Nos venden una libertad que no existe, disfrazando imposiciones dictatoriales con normas de supuesta igualdad e inclusión ficticias. Nos creemos libres cuando comulgamos con ellas y discriminados cuando no. En el fondo, seguimos viendo fuera las respuestas que deberíamos elaborar dentro. Y es que fuera todo es mentira, es una ilusión, es el placer de otros; dentro está la respuesta, el amor, la libertad que nos enseñaron aquellos que, en un momento dado, privados de forma injusta de ella y maltratados hasta la extenuación, no se volvieron locos porque hallaron luz en su propia mente. Pero, llegar a un camino como ese supone ser capaz de verse al espejo totalmente desnudos y no nos han preparado para ello, las herramientas no son válidas porque están pensadas para fines externos.

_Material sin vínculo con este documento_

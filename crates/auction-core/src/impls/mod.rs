//! Impls - ports の実装（開発用・テスト用）
//!
//! # 含まれる実装
//! - **InMemoryAuctionStore**: 開発用の document store
//!
//! 本番用の store 実装は別クレートに置く想定です。

pub mod inmem_store;

#[cfg(test)]
pub(crate) mod faulty_store;

pub use self::inmem_store::InMemoryAuctionStore;
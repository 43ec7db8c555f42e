//! Ports - 抽象化レイヤー
//!
//! 外部システム（document store, 時計, 環境変数）へのインターフェース。

pub mod auction_store;
pub mod clock;
pub mod config_source;
pub mod document;
pub mod id_generator;

pub use self::auction_store::{AuctionFilter, AuctionMutation, AuctionStore, StoreError, UpdateSummary};
pub use self::clock::{Clock, FixedClock, SystemClock};
pub use self::config_source::{ConfigSource, ProcessEnv, StaticConfig};
pub use self::document::AuctionDocument;
pub use self::id_generator::{IdGenerator, UlidGenerator};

Nunca he tenido muy claro el sentido de la vida, pero esta experiencia me dejó claro que vivimos huyendo…o sobrevivimos, supongo, depende de las circunstancias. Mientras tanto, la vida sencilla y nuestros sueños siguen ahí, esperando, en la oscuridad de un inconsciente que si lo navegas, tiene el brillo del universo plagado de estrellas.